[Bioperl-pipeline] RE: bioperl-pipeline for the small lab

Mon, 5 Aug 2002 15:53:22 -0500

Hi Shawn,

Glad you got the list started.  I have a friend down at Wustl, who is interested in this as well.  It was his research that generated the process for us.  If you could add him to the list, or else give me the url to have him enroll, that would be great.(rfreimut@im.wustl.edu)

We will have to flesh this out re the cron job.  I see that aspect as taking a normal pipeline job and then just cron'ing it, which I think is what you are saying?  So a cron wrapper on an already existing pipeline path?

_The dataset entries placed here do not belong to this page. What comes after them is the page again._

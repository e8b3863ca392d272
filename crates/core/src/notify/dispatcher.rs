use crate::alerts::messages;
use crate::domain::alert::{Alert, AlertRule, ChannelKind, NotificationRecord};
use crate::domain::price::PriceContext;
use crate::ingest::cache::Clock;
use crate::notify::channel::NotificationChannel;
use anyhow::Context;
use std::sync::Arc;

/// Fans one triggered alert out to its enabled channels. Channel failures
/// are isolated: each enabled channel gets its own attempt and its own
/// record, and nothing escapes `dispatch`.
pub struct NotificationDispatcher {
    channels: Vec<Arc<dyn NotificationChannel>>,
    clock: Arc<dyn Clock>,
}

impl NotificationDispatcher {
    pub fn new(channels: Vec<Arc<dyn NotificationChannel>>, clock: Arc<dyn Clock>) -> Self {
        Self { channels, clock }
    }

    /// One record per enabled channel on the alert, Sent or Failed.
    pub async fn dispatch(&self, alert: &Alert, ctx: &PriceContext) -> Vec<NotificationRecord> {
        let mut records = Vec::new();
        for (kind, destination) in enabled_destinations(alert) {
            let message = build_message(kind, &alert.rule, ctx);
            let sent_at = self.clock.now();
            let record = match self.channel(kind) {
                Some(channel) => match channel.send(&destination, &message).await {
                    Ok(()) => {
                        tracing::info!(alert_id = %alert.id, channel = %kind, "notification sent");
                        NotificationRecord::sent(Some(alert.id), kind, message, sent_at)
                    }
                    Err(err) => {
                        tracing::warn!(
                            alert_id = %alert.id,
                            channel = %kind,
                            error = %err,
                            "notification send failed"
                        );
                        NotificationRecord::failed(
                            Some(alert.id),
                            kind,
                            message,
                            err.to_string(),
                            sent_at,
                        )
                    }
                },
                None => NotificationRecord::failed(
                    Some(alert.id),
                    kind,
                    message,
                    format!("no {kind} channel registered"),
                    sent_at,
                ),
            };
            records.push(record);
        }
        records
    }

    /// Dispatches, logs every attempt, and stamps the alert as triggered.
    /// The stamp is written once dispatch was *attempted*, even when every
    /// channel failed: re-sending each tick while a destination stays
    /// unreachable would flood the log and the user's other channels.
    pub async fn dispatch_and_record(
        &self,
        pool: &sqlx::PgPool,
        alert: &Alert,
        ctx: &PriceContext,
    ) -> anyhow::Result<Vec<NotificationRecord>> {
        let records = self.dispatch(alert, ctx).await;

        for record in &records {
            crate::storage::notifications::insert_notification_log(pool, record)
                .await
                .context("log notification attempt failed")?;
        }
        crate::storage::alerts::update_last_triggered(pool, alert.id, self.clock.now())
            .await
            .context("stamp alert last_triggered_at failed")?;

        Ok(records)
    }

    fn channel(&self, kind: ChannelKind) -> Option<&Arc<dyn NotificationChannel>> {
        self.channels.iter().find(|c| c.kind() == kind)
    }
}

fn enabled_destinations(alert: &Alert) -> Vec<(ChannelKind, String)> {
    let mut out = Vec::new();
    if let Some(chat_id) = alert.channels.telegram_chat_id.as_deref() {
        if !chat_id.trim().is_empty() {
            out.push((ChannelKind::Telegram, chat_id.trim().to_string()));
        }
    }
    if let Some(number) = alert.channels.whatsapp_number.as_deref() {
        if !number.trim().is_empty() {
            out.push((ChannelKind::Whatsapp, number.trim().to_string()));
        }
    }
    out
}

fn build_message(kind: ChannelKind, rule: &AlertRule, ctx: &PriceContext) -> String {
    match rule {
        AlertRule::Daily { .. } => messages::daily_summary_message(kind, ctx),
        _ => messages::price_alert_message(kind, rule, ctx),
    }
}

#[cfg(test)]
mod tests {
    use super::*;
    use crate::domain::alert::{AlertChannels, NotificationStatus, DEFAULT_FREQUENCY_HOURS};
    use crate::domain::price::{PriceSnapshot, SourceId};
    use crate::ingest::cache::SystemClock;
    use crate::notify::channel::SendError;
    use chrono::Utc;
    use uuid::Uuid;

    struct FixedChannel {
        kind: ChannelKind,
        outcome: Result<(), SendError>,
    }

    #[async_trait::async_trait]
    impl NotificationChannel for FixedChannel {
        fn kind(&self) -> ChannelKind {
            self.kind
        }

        async fn send(&self, _destination: &str, _message: &str) -> Result<(), SendError> {
            self.outcome.clone()
        }
    }

    fn ctx() -> PriceContext {
        PriceContext {
            current: PriceSnapshot::new(
                Utc::now(),
                1_058_000.0,
                967_000.0,
                1_058_000.0,
                None,
                None,
                SourceId::Emasku,
            )
            .unwrap(),
            previous: None,
        }
    }

    fn alert(channels: AlertChannels) -> Alert {
        Alert {
            id: Uuid::new_v4(),
            rule: AlertRule::Increase { target_price: 1_050_000.0 },
            channels,
            active: true,
            frequency_hours: DEFAULT_FREQUENCY_HOURS,
            last_triggered_at: None,
            created_at: Utc::now(),
        }
    }

    fn dispatcher(channels: Vec<Arc<dyn NotificationChannel>>) -> NotificationDispatcher {
        NotificationDispatcher::new(channels, Arc::new(SystemClock))
    }

    #[tokio::test]
    async fn one_record_per_enabled_channel() {
        let d = dispatcher(vec![
            Arc::new(FixedChannel { kind: ChannelKind::Telegram, outcome: Ok(()) }),
            Arc::new(FixedChannel { kind: ChannelKind::Whatsapp, outcome: Ok(()) }),
        ]);
        let a = alert(AlertChannels {
            telegram_chat_id: Some("12345".into()),
            whatsapp_number: Some("6281234567890".into()),
        });

        let records = d.dispatch(&a, &ctx()).await;
        assert_eq!(records.len(), 2);
        assert!(records.iter().all(|r| r.status == NotificationStatus::Sent));
        assert!(records.iter().all(|r| r.alert_id == Some(a.id)));
    }

    #[tokio::test]
    async fn failing_channel_does_not_block_the_other() {
        let d = dispatcher(vec![
            Arc::new(FixedChannel { kind: ChannelKind::Telegram, outcome: Ok(()) }),
            Arc::new(FixedChannel {
                kind: ChannelKind::Whatsapp,
                outcome: Err(SendError::NotReady),
            }),
        ]);
        let a = alert(AlertChannels {
            telegram_chat_id: Some("12345".into()),
            whatsapp_number: Some("6281234567890".into()),
        });

        let records = d.dispatch(&a, &ctx()).await;
        assert_eq!(records.len(), 2);

        let telegram = records.iter().find(|r| r.channel == ChannelKind::Telegram).unwrap();
        assert_eq!(telegram.status, NotificationStatus::Sent);
        assert!(telegram.error_detail.is_none());

        let whatsapp = records.iter().find(|r| r.channel == ChannelKind::Whatsapp).unwrap();
        assert_eq!(whatsapp.status, NotificationStatus::Failed);
        assert!(whatsapp.error_detail.as_deref().unwrap().contains("not ready"));
    }

    #[tokio::test]
    async fn disabled_channel_gets_no_attempt() {
        let d = dispatcher(vec![
            Arc::new(FixedChannel { kind: ChannelKind::Telegram, outcome: Ok(()) }),
            Arc::new(FixedChannel { kind: ChannelKind::Whatsapp, outcome: Ok(()) }),
        ]);
        let a = alert(AlertChannels {
            telegram_chat_id: Some("12345".into()),
            whatsapp_number: None,
        });

        let records = d.dispatch(&a, &ctx()).await;
        assert_eq!(records.len(), 1);
        assert_eq!(records[0].channel, ChannelKind::Telegram);
    }

    #[tokio::test]
    async fn message_carries_the_formatted_current_price() {
        let d = dispatcher(vec![Arc::new(FixedChannel {
            kind: ChannelKind::Telegram,
            outcome: Ok(()),
        })]);
        let a = alert(AlertChannels {
            telegram_chat_id: Some("12345".into()),
            whatsapp_number: None,
        });

        let records = d.dispatch(&a, &ctx()).await;
        assert!(records[0].message.contains("Rp 1.058.000"));
    }

    #[tokio::test]
    async fn triggered_increase_alert_ends_as_one_sent_record() {
        use crate::alerts::evaluator::evaluate;
        use chrono::FixedOffset;

        let a = alert(AlertChannels {
            telegram_chat_id: Some("12345".into()),
            whatsapp_number: None,
        });
        let ctx = ctx();
        let now = Utc::now().with_timezone(&FixedOffset::east_opt(7 * 3600).unwrap());

        let due = evaluate(&ctx, &[a], now);
        assert_eq!(due.len(), 1);

        let d = dispatcher(vec![Arc::new(FixedChannel {
            kind: ChannelKind::Telegram,
            outcome: Ok(()),
        })]);
        let records = d.dispatch(&due[0], &ctx).await;
        assert_eq!(records.len(), 1);
        assert_eq!(records[0].status, NotificationStatus::Sent);
        assert_eq!(records[0].channel, ChannelKind::Telegram);
        assert!(records[0].message.contains("Rp 1.058.000"));
    }

    #[tokio::test]
    async fn missing_channel_registration_yields_failed_record() {
        let d = dispatcher(vec![]);
        let a = alert(AlertChannels {
            telegram_chat_id: Some("12345".into()),
            whatsapp_number: None,
        });

        let records = d.dispatch(&a, &ctx()).await;
        assert_eq!(records.len(), 1);
        assert_eq!(records[0].status, NotificationStatus::Failed);
    }
}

Regarding 2, I can help with trying to write first passes at any runnable that I might need (it sounds simple enough), but will wait for Martin's attempt to define the interface as you suggest.

In the meantime, I think me getting the infrastructure ready for the pipeline will be good, maybe testing something out?  I have mySQL loaded (should I move to postgres?  Chris Mungall seemed to say that it was better, haven't heard other endorsements one way or the other yet)  I have been updating the bioperl-pipeline code from anonymous cvs.  I don't have your slides (will you be posting them at the OBF or bioperl-site), but any other servers needed?  Apache, tomcat (guess not, no java?)  Can I go check cvs for an ERD? (Already have BioSQL loaded, but what of GFD?)  Maybe you can send me a copy of your presentation too, that would help me too.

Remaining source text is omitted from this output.